If I run the above test script on Windows against a Solaris 3.0.8 smbd *without*
write cache:
* I see nothing before the flush
* I see "blah" immediately after the flush 

The above behavior is what you would expect.  If I run the script on a system
*with* write cache:
* I see nothing before the flush
* I see 4 null characters after the flush:
  useq1.nyc:/u/woodd/tmp/samba_test > cat -v blah; echo ""
  ^@^@^@^@
* I never see anything other than the 4 null characters 
  until I kill the script.  Once the script is killed the
  filehandle is closed and the file contents are correct.

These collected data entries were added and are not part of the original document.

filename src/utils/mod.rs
pub mod normalizer;
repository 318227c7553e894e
use std::num::NonZeroUsize;

use lru::LruCache;

use crate::encoder::sparse::SparseVector;

/// Capacity-bounded store of input vectors keyed by raw text.
pub trait TextCache {
    fn with_capacity(capacity: NonZeroUsize) -> Self
    where
        Self: Sized;
    fn get(&mut self, text: &str) -> Option<SparseVector>;
    fn put(&mut self, text: String, vector: SparseVector);
    /// 全エントリを破棄する
    fn clear(&mut self);
    fn len(&self) -> usize;
    fn is_empty(&self) -> bool {
        self.len() == 0
    }
}

/// LRU eviction backed by `lru::LruCache`.
#[derive(Debug)]
pub struct LruTextCache {
    inner: LruCache<String, SparseVector>,
}

impl LruTextCache {
    pub fn capacity(&self) -> usize {
        self.inner.cap().get()
    }
}

impl TextCache for LruTextCache {
    fn with_capacity(capacity: NonZeroUsize) -> Self {
        Self {
            inner: LruCache::new(capacity),
        }
    }

    #[inline]
    fn get(&mut self, text: &str) -> Option<SparseVector> {
        self.inner.get(text).cloned()
    }

    #[inline]
    fn put(&mut self, text: String, vector: SparseVector) {
        self.inner.put(text, vector);
    }

    fn clear(&mut self) {
        self.inner.clear();
    }

    fn len(&self) -> usize {
        self.inner.len()
    }
}

/// Hit / miss / invalidation counters of an encoder's cache.
#[derive(Debug, Clone, Copy, Default, PartialEq, Eq)]
pub struct CacheStats {
    pub hits: u64,
    pub misses: u64,
    /// clears caused by a new feature entering the vocabulary
    pub invalidations: u64,
}
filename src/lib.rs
/// This crate turns utterances and their intent labels into sparse multi-hot
/// vectors for training an intent classifier.
pub mod encoder;
pub mod error;
pub mod utils;

/// Encoder
/// The top-level struct of this crate.
/// It grows a feature vocabulary (tokens of the text) and an intent vocabulary
/// (labels) and encodes text / intent pairs against them.
///
/// Internally, it holds:
/// - The feature vocabulary
/// - The intent vocabulary
/// - An LRU cache of input vectors keyed by raw text
/// - The text processor
///
/// `Encoder<P, C>` has the following generic parameters:
/// - `P`: Text processor (e.g., `DefaultProcessor`, or any `Fn(&str) -> Vec<String>`)
/// - `C`: Input vector cache (e.g., `LruTextCache`)
///
/// Indices are assigned in first-seen order and never change.
/// Adding a new feature clears the cache, adding an intent does not.
///
/// # Serialization
/// Supported.
/// Only the vocabularies and settings are written, in the `Snapshot` form.
///
/// # Deserialization
/// Through `Snapshot` (`Encoder::import`, `Snapshot::into_encoder`).
pub use encoder::Encoder;

/// Encoder settings
/// Unknown-index fallback, cache switch and capacity, parallel tokenization.
pub use encoder::config::EncoderConfig;

/// Encoder Data Structure for Serialization
/// `{ features, intents, unknownIndex, useCache, cacheSize }`.
/// Vocabularies are stored as plain lists; the index of a token is its position.
/// Importing replays the lists in order so every index is reproduced.
pub use encoder::serde::Snapshot;

/// Sparse multi-hot vectors and encoded examples
/// - `SparseVector`: index -> weight (always 1) plus the indices in observed order
/// - `EncodedExample`: input vector from the text, one-hot output vector from the intent
pub use encoder::sparse::{EncodedExample, SparseVector};

/// Corpus input and dataset output
/// - `CorpusEntry`: `{ intent, utterances?, tests? }`
/// - `Dataset`: `{ train, validation }`
pub use encoder::corpus::{CorpusEntry, Dataset};

/// Text Processor Trait
/// Maps a text to an ordered list of tokens.
/// `DefaultProcessor` strips accents, lowercases and splits on whitespace and punctuation.
pub use encoder::processor::{DefaultProcessor, Processor};

/// Input vector cache
/// `TextCache` is the capacity-bounded store the encoder consults before
/// tokenizing; `LruTextCache` evicts the least recently used entry.
pub use encoder::cache::{CacheStats, LruTextCache, TextCache};

pub use error::{EncoderError, Result};
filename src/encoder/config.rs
use serde::{Deserialize, Serialize};

use crate::encoder::sparse::Index;
use crate::error::{EncoderError, Result};

pub const DEFAULT_CACHE_SIZE: usize = 1000;

/// Encoder settings.
///
/// Deserializes from camelCase keys; every field is optional.
///
/// ```
/// use intent_vectorizer::EncoderConfig;
/// let config: EncoderConfig = serde_json::from_str(r#"{ "unknownIndex": -1, "cacheSize": 5 }"#).unwrap();
/// assert_eq!(config.unknown_index, Some(-1));
/// assert!(config.use_cache);
/// ```
#[derive(Debug, Clone, PartialEq, Eq, Serialize, Deserialize)]
#[serde(rename_all = "camelCase", default)]
pub struct EncoderConfig {
    /// index substituted for unseen features; `None` drops them
    pub unknown_index: Option<Index>,
    pub use_cache: bool,
    pub cache_size: usize,
    /// tokenize corpus texts on the rayon pool before resolving them
    pub parallel_tokenize: bool,
}

impl Default for EncoderConfig {
    fn default() -> Self {
        Self {
            unknown_index: None,
            use_cache: true,
            cache_size: DEFAULT_CACHE_SIZE,
            parallel_tokenize: false,
        }
    }
}

impl EncoderConfig {
    pub fn new() -> Self {
        Self::default()
    }

    pub fn with_unknown_index(mut self, index: Index) -> Self {
        self.unknown_index = Some(index);
        self
    }

    pub fn with_cache(mut self, cache_size: usize) -> Self {
        self.use_cache = true;
        self.cache_size = cache_size;
        self
    }

    pub fn without_cache(mut self) -> Self {
        self.use_cache = false;
        self
    }

    pub fn with_parallel_tokenize(mut self, enabled: bool) -> Self {
        self.parallel_tokenize = enabled;
        self
    }

    pub fn validate(&self) -> Result<()> {
        if self.use_cache && self.cache_size == 0 {
            return Err(EncoderError::invalid_config("cache enabled with cacheSize 0"));
        }
        Ok(())
    }
}
use rayon::prelude::*;
use serde::{Deserialize, Serialize};
use tracing::debug;

use crate::encoder::cache::TextCache;
use crate::encoder::processor::Processor;
use crate::encoder::sparse::EncodedExample;
use crate::encoder::Encoder;

/// One intent of a training corpus.
#[derive(Debug, Clone, Default, PartialEq, Eq, Serialize, Deserialize)]
pub struct CorpusEntry {
    pub intent: String,
    /// training utterances
    #[serde(default, skip_serializing_if = "Option::is_none")]
    pub utterances: Option<Vec<String>>,
    /// validation texts
    #[serde(default, skip_serializing_if = "Option::is_none")]
    pub tests: Option<Vec<String>>,
}

impl CorpusEntry {
    pub fn new(intent: &str) -> Self {
        Self {
            intent: intent.to_string(),
            ..Default::default()
        }
    }

    pub fn with_utterances<T: AsRef<str>>(mut self, utterances: &[T]) -> Self {
        self.utterances = Some(utterances.iter().map(|u| u.as_ref().to_string()).collect());
        self
    }

    pub fn with_tests<T: AsRef<str>>(mut self, tests: &[T]) -> Self {
        self.tests = Some(tests.iter().map(|t| t.as_ref().to_string()).collect());
        self
    }
}

/// Encoded corpus.
/// `train` は語彙を成長させながら、`validation` は語彙を固定してエンコードされたもの
#[derive(Debug, Clone, Default, PartialEq, Eq, Serialize, Deserialize)]
pub struct Dataset {
    pub train: Vec<EncodedExample>,
    pub validation: Vec<EncodedExample>,
}

/// コーパス単位のエンコードの実装
impl<P, C> Encoder<P, C>
where
    P: Processor,
    C: TextCache,
{
    pub fn encode_corpus(&mut self, corpus: &[CorpusEntry]) -> Dataset {
        self.encode_corpus_with(corpus, |_, _, _| {})
    }

    /// コーパスをエンコードする
    ///
    /// 全エントリの utterances を先に (learn = true)、その後に全エントリの tests を
    /// (learn = false) 処理します。エントリごとに交互には処理しません。
    ///
    /// # Arguments
    /// * `corpus` - コーパス
    /// * `observer` - 学習用の例が 1 つエンコードされるごとに
    ///   `(utterance, intent, example)` で呼ばれる
    pub fn encode_corpus_with<F>(&mut self, corpus: &[CorpusEntry], mut observer: F) -> Dataset
    where
        F: FnMut(&str, &str, &EncodedExample),
    {
        let train_texts: Vec<(&str, &str)> = corpus
            .iter()
            .flat_map(|entry| {
                entry
                    .utterances
                    .iter()
                    .flatten()
                    .map(move |utterance| (utterance.as_str(), entry.intent.as_str()))
            })
            .collect();
        let validation_texts: Vec<(&str, &str)> = corpus
            .iter()
            .flat_map(|entry| {
                entry
                    .tests
                    .iter()
                    .flatten()
                    .map(move |test| (test.as_str(), entry.intent.as_str()))
            })
            .collect();
        debug!(
            entries = corpus.len(),
            train = train_texts.len(),
            validation = validation_texts.len(),
            "encoding corpus"
        );

        let mut dataset = Dataset {
            train: Vec::with_capacity(train_texts.len()),
            validation: Vec::with_capacity(validation_texts.len()),
        };

        let tokens = self.pretokenize(&train_texts);
        for (i, (utterance, intent)) in train_texts.iter().copied().enumerate() {
            let prepared = tokens.as_ref().map(|tokens| tokens[i].as_slice());
            let example = self.encode_prepared(utterance, prepared, intent, true);
            observer(utterance, intent, &example);
            dataset.train.push(example);
        }

        // ここからは語彙を固定
        let tokens = self.pretokenize(&validation_texts);
        for (i, (test, intent)) in validation_texts.iter().copied().enumerate() {
            let prepared = tokens.as_ref().map(|tokens| tokens[i].as_slice());
            let example = self.encode_prepared(test, prepared, intent, false);
            dataset.validation.push(example);
        }

        debug!(
            features = self.feature_count(),
            intents = self.intent_count(),
            "corpus encoded"
        );
        dataset
    }

    fn encode_prepared(&mut self, text: &str, tokens: Option<&[String]>, intent: &str, learn: bool) -> EncodedExample {
        let input = self.process_prepared(text, tokens, Some(intent), learn, false);
        let output = self.process_intent(intent);
        EncodedExample { input, output }
    }

    /// Processor は純粋なので、トークン化だけ先に並列で済ませておく
    /// 語彙の解決は出現順に逐次行う
    fn pretokenize(&self, texts: &[(&str, &str)]) -> Option<Vec<Vec<String>>> {
        if !self.config.parallel_tokenize {
            return None;
        }
        let processor = &self.processor;
        Some(texts.par_iter().map(|(text, _)| processor.process(text)).collect())
    }
}

#[cfg(test)]
mod tests {
    use super::*;
    use crate::encoder::config::EncoderConfig;
    use crate::encoder::sparse::SparseVector;

    fn corpus() -> Vec<CorpusEntry> {
        vec![
            CorpusEntry::new("greet")
                .with_utterances(&["hello there", "good morning"])
                .with_tests(&["hello friend"]),
            CorpusEntry::new("bye")
                .with_utterances(&["goodbye", "see you later"])
                .with_tests(&["see you tomorrow", "goodbye friend"]),
            CorpusEntry::new("thanks").with_utterances(&["thank you"]),
        ]
    }

    fn keys(vec: &SparseVector) -> Vec<i64> {
        vec.keys.clone()
    }

    #[test]
    fn utterances_only_gives_empty_validation() {
        let mut encoder = Encoder::new();
        let small = vec![CorpusEntry::new("intent").with_utterances(&["This is a utterance"])];
        let actual = encoder.encode_corpus(&small);
        assert_eq!(actual.train.len(), 1);
        assert_eq!(keys(&actual.train[0].input), vec![0, 1, 2, 3]);
        assert_eq!(actual.train[0].output, SparseVector::one_hot(0));
        assert!(actual.validation.is_empty());
    }

    #[test]
    fn training_phase_precedes_validation_phase() {
        let mut encoder = Encoder::new();
        let dataset = encoder.encode_corpus(&corpus());

        assert_eq!(dataset.train.len(), 5);
        assert_eq!(dataset.validation.len(), 3);
        // hello there good morning goodbye see you later thank you
        assert_eq!(encoder.feature_count(), 9);
        assert_eq!(keys(&dataset.train[2].input), vec![4]);
        assert_eq!(keys(&dataset.train[3].input), vec![5, 6, 7]);
        assert_eq!(dataset.train[3].output, SparseVector::one_hot(1));

        // "friend" / "tomorrow" never learned
        assert_eq!(keys(&dataset.validation[0].input), vec![0]);
        assert_eq!(dataset.validation[0].output, SparseVector::one_hot(0));
        assert_eq!(keys(&dataset.validation[1].input), vec![5, 6]);
        assert_eq!(keys(&dataset.validation[2].input), vec![4]);
        assert_eq!(encoder.get_feature_index("friend"), None);
    }

    #[test]
    fn observer_fires_once_per_utterance_in_order() {
        let mut encoder = Encoder::new();
        let mut seen: Vec<(String, String, EncodedExample)> = Vec::new();
        let dataset = encoder.encode_corpus_with(&corpus(), |utterance, intent, example| {
            seen.push((utterance.to_string(), intent.to_string(), example.clone()));
        });
        let utterances: Vec<&str> = seen.iter().map(|(u, _, _)| u.as_str()).collect();
        assert_eq!(
            utterances,
            vec!["hello there", "good morning", "goodbye", "see you later", "thank you"]
        );
        assert_eq!(seen[4].1, "thanks");
        let examples: Vec<EncodedExample> = seen.into_iter().map(|(_, _, e)| e).collect();
        assert_eq!(examples, dataset.train);
    }

    #[test]
    fn cache_settings_do_not_change_results() {
        let expected = Encoder::new().encode_corpus(&corpus());
        let configs = [
            EncoderConfig::new().without_cache(),
            EncoderConfig::new().with_cache(2),
            EncoderConfig::new().with_parallel_tokenize(true),
            EncoderConfig::new().without_cache().with_parallel_tokenize(true),
        ];
        for config in configs {
            let mut encoder = Encoder::with_config(config.clone()).unwrap();
            assert_eq!(encoder.encode_corpus(&corpus()), expected, "config {config:?}");
        }
    }

    #[test]
    fn corpus_entries_deserialize_with_missing_lists() {
        let json = serde_json::json!([
            { "intent": "greet", "utterances": ["hi"] },
            { "intent": "bye", "tests": ["bye"] },
        ]);
        let entries: Vec<CorpusEntry> = serde_json::from_value(json).unwrap();
        assert_eq!(entries[0].tests, None);
        assert_eq!(entries[1].utterances, None);

        let mut encoder = Encoder::new();
        let dataset = encoder.encode_corpus(&entries);
        assert_eq!(dataset.train.len(), 1);
        assert_eq!(dataset.validation.len(), 1);
        // "bye" was never learned as an intent
        assert!(dataset.validation[0].output.is_empty());
    }
}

The write cache is set to 256K:
    write cache size = 262144

David
Comment 1 David Wood 2005-02-07 09:51:56 UTC
Still a problem in 3.0.11.  David
Comment 2 Gerald (Jerry) Carter (dead mail address) 2005-05-11 05:11:25 UTC
David,  from what I recall, the write cache is managed by smbd and 
not the client.   Jeremy has made changes to the code recently
so I';ll let him decide what to do with this bug.
Comment 3 Volker Lendecke 2005-05-13 00:07:13 UTC
Looking at the code for flushing a file it does indeed flush the write cache if
'strict sync = yes' is set. Do you have that set? If not, I'd be interested in a
sniff and debug level 10 log of smbd while running your script.

Thanks,

Volker
Comment 4 David Wood 2005-05-16 08:52:17 UTC
Created attachment 1230 [details]
Info for Volker

Hi Volker,

I've uploaded the information you requested (I also included smb.conf).  The
problem occurs no matter how "strict sync" is set.  David
Comment 5 Volker Lendecke 2005-05-17 05:31:57 UTC
Closing this bug as invalid because this is exactly the behaviour that is to be
expected from setting 'write cache size'. The client requests an oplock on the
newly created file, the flush() from perl triggers another ntcreate&x with
another oplock from the same client. So the client still holds that oplock, and
there is no need to write the data out to disk. The 'flush' does not trigger the
'smbflush' request over the network, so Samba can't do much about it.

Volker
Comment 6 David Wood 2005-05-17 15:15:37 UTC
> The 'flush' does not trigger the 'smbflush' request over 
> the network, so Samba can't do much about it.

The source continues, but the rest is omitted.